Excel VBAを使ったプロジェクトごとの経費使用状況報告書の自動生成

この記事では、Excel VBAを使用して、プロジェクトごとの経費使用状況報告書を自動生成する方法について解説します。具体的なコードとその詳細な解説、さらには応用例を通じて、経費報告の効率化と自動化を実現する手法を学びます。

目次

Excel VBAの基本

Excel VBA(Visual Basic for Applications)は、Microsoft Excelに組み込まれたプログラミング言語です。これを用いると、単純作業の自動化だけでなく、高度なデータ分析やレポート作成も可能になります。

そもそも、どこにVBAコードを書いて、どう実行すれば良いのか分からない場合は、以下の記事をご参照ください。

基本的な処理手順

1. データソースの指定
2. Excelシートにデータを配置
3. データを集計・分析
4. 結果をレポートとして新しいシートに出力

コードの概要

Excel VBAを使用して、以下の手順でプロジェクトごとの経費使用状況報告書を生成します:

Sub GenerateExpenseReport()
    Dim wsData As Worksheet, wsReport As Worksheet
    Dim LastRow As Long

    ' データソースのワークシートとレポートのワークシートを設定
    Set wsData = ThisWorkbook.Sheets("Data")
    Set wsReport = ThisWorkbook.Sheets.Add
    wsReport.Name = "Expense Report"

    ' データの最終行を取得
    LastRow = wsData.Cells(wsData.Rows.Count, "A").End(xlUp).Row

    ' データをレポートシートにコピー
    wsData.Range("A1:D" & LastRow).Copy wsReport.Range("A1")

    ' データを集計
    wsReport.Range("F1").Value = "Project"
    wsReport.Range("G1").Value = "Total Expense"
    wsReport.Range("F2").Formula = "=UNIQUE(A2:A" & LastRow & ")"
    wsReport.Range("G2").Formula = "=SUMIF(A:A,F2,D:D)"

End Sub

コードの詳細解説

このコードは、データソースとして名前が”Data”のワークシートを使用し、新しい”Expense Report”という名前のワークシートを生成します。

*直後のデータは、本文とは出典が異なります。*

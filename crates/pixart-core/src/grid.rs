//! Grid - the 16x16 artwork buffer
//!
//! Cells are stored row-major (`row = index / 16`, `col = index % 16`).
//! An empty cell is `None` and reads back as white; writing white into a
//! cell empties it, so a painted white cell and a never-painted cell are the
//! same thing.

use crate::color::Color;
use crate::error::{CoreError, Result};

/// Grid width in cells
pub const GRID_WIDTH: usize = 16;
/// Grid height in cells
pub const GRID_HEIGHT: usize = 16;
/// Total number of cells
pub const GRID_CELLS: usize = GRID_WIDTH * GRID_HEIGHT;

/// Fixed-size color grid
#[derive(Debug, Clone, PartialEq, Eq)]
pub struct Grid {
    cells: [Option<Color>; GRID_CELLS],
}

impl Default for Grid {
    fn default() -> Self {
        Self::new()
    }
}

impl Grid {
    /// Create an all-white grid
    pub fn new() -> Self {
        Self {
            cells: [None; GRID_CELLS],
        }
    }

    /// Build a grid from exactly 256 colors in row-major order
    pub fn from_colors(colors: &[Color]) -> Result<Self> {
        if colors.len() != GRID_CELLS {
            return Err(CoreError::WrongCellCount {
                expected: GRID_CELLS,
                actual: colors.len(),
            });
        }

        let mut grid = Self::new();
        for (index, color) in colors.iter().enumerate() {
            grid.cells[index] = (!color.is_white()).then_some(*color);
        }
        Ok(grid)
    }

    /// Build a grid from exactly 256 color strings in row-major order
    pub fn from_color_strings<S: AsRef<str>>(colors: &[S]) -> Result<Self> {
        let parsed = colors
            .iter()
            .map(|c| c.as_ref().parse::<Color>())
            .collect::<Result<Vec<_>>>()?;
        Self::from_colors(&parsed)
    }

    /// Linear index for a row/column pair
    pub fn index_of(row: usize, col: usize) -> Option<usize> {
        (row < GRID_HEIGHT && col < GRID_WIDTH).then(|| row * GRID_WIDTH + col)
    }

    /// Row/column pair for a linear index
    pub fn position(index: usize) -> (usize, usize) {
        (index / GRID_WIDTH, index % GRID_WIDTH)
    }

    /// Painted color of a cell, `None` when empty or out of range
    pub fn get(&self, index: usize) -> Option<Color> {
        self.cells.get(index).copied().flatten()
    }

    /// Displayed color of a cell (white when empty)
    pub fn color_at(&self, index: usize) -> Color {
        self.get(index).unwrap_or(Color::WHITE)
    }

    /// Displayed color at a row/column, white outside the grid
    pub fn pixel(&self, row: usize, col: usize) -> Color {
        Self::index_of(row, col)
            .map(|index| self.color_at(index))
            .unwrap_or(Color::WHITE)
    }

    /// Write a cell. Returns whether the displayed color changed.
    pub fn set(&mut self, index: usize, color: Option<Color>) -> Result<bool> {
        let cell = self
            .cells
            .get_mut(index)
            .ok_or(CoreError::IndexOutOfRange(index))?;
        let normalized = color.filter(|c| !c.is_white());
        let changed = *cell != normalized;
        *cell = normalized;
        Ok(changed)
    }

    /// Empty every cell
    pub fn clear(&mut self) {
        self.cells = [None; GRID_CELLS];
    }

    /// Whether no cell is painted
    pub fn is_blank(&self) -> bool {
        self.cells.iter().all(Option::is_none)
    }

    /// Raw cell storage
    pub fn cells(&self) -> &[Option<Color>] {
        &self.cells
    }

    /// Painted cells in row-major order
    pub fn painted(&self) -> impl Iterator<Item = (usize, Color)> + '_ {
        self.cells
            .iter()
            .enumerate()
            .filter_map(|(index, cell)| cell.map(|c| (index, c)))
    }

    /// Displayed colors as strings, white written out as `#FFFFFF`
    pub fn to_color_strings(&self) -> Vec<String> {
        (0..GRID_CELLS).map(|i| self.color_at(i).to_hex()).collect()
    }
}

– `Dim wsData As Worksheet, wsReport As Worksheet`:必要なワークシートを定義します。
– `Set wsData = ThisWorkbook.Sheets(“Data”)`:データソースのワークシートを指定します。
– `Set wsReport = ThisWorkbook.Sheets.Add`:新しいレポートワークシートを追加します。
– `LastRow = wsData.Cells(wsData.Rows.Count, “A”).End(xlUp).Row`:データソースの最終行を取得します。
– `wsData.Range(“A1:D” & LastRow).Copy wsReport.Range(“A1”)`:データをレポートワークシートにコピーします。
– `wsReport.Range(“F2”).Formula = “=UNIQUE(A2:A” & LastRow & “)”`:プロジェクト名のユニークなリストを生成します。
– `wsReport.Range(“G2”).Formula = “=SUMIF(A:A,F2,D:D)”`:各プロジェクトの合計経費を計算します。

応用例

応用例1:特定の金額以上のプロジェクトをハイライトする

Sub HighlightHighExpenses()
    Dim cell As Range

    For Each cell In ThisWorkbook.Sheets("Expense Report").Range("G2:G100")
        If cell.Value > 10000 Then
            cell.Interior.Color = vbRed
        End If
    Next cell
End Sub

このコードは、経費が10,000以上のプロジェクトを赤色でハイライトします。

応用例2:経費の平均を表示する

Sub ShowAverageExpense()
    Dim LastRow As Long

    With ThisWorkbook.Sheets("Expense Report")
        LastRow = .Cells(.Rows.Count, "G").End(xlUp).Row
        .Range("G" & LastRow + 2).Value = "Average Expense:"
        .Range("G" & LastRow + 3).Formula = "=AVERAGE(G2:G" & LastRow & ")"
    End With
End Sub

このコードは、すべてのプロジェクトの経費の平均を計算して表示します。

応用例3:経費をプロジェクトごとにグラフ化する

Sub GenerateExpenseChart()
    Dim LastRow As Long
    Dim rngData As Range
    Dim chrt As Chart

    With ThisWorkbook.Sheets("Expense Report")
        LastRow = .Cells(.Rows.Count, "G").End(xlUp).Row
        Set rngData = .Range("F1:G" & LastRow)
        Set chrt = .Shapes.AddChart2(251, xlColumnClustered).Chart
        chrt.SetSourceData Source:=rngData
    End With
End Sub

このコードは、プロジェクトごとの経費を棒グラフとして表示します。

まとめ

Excel VBAを使用して、効率的にプロジェクトごとの経費使用状況報告書を自動生成する方法を学びました。基本的な処理からさまざまな応用例まで、この技術を利用することで、経費管理の業務を大幅に効率化することができます。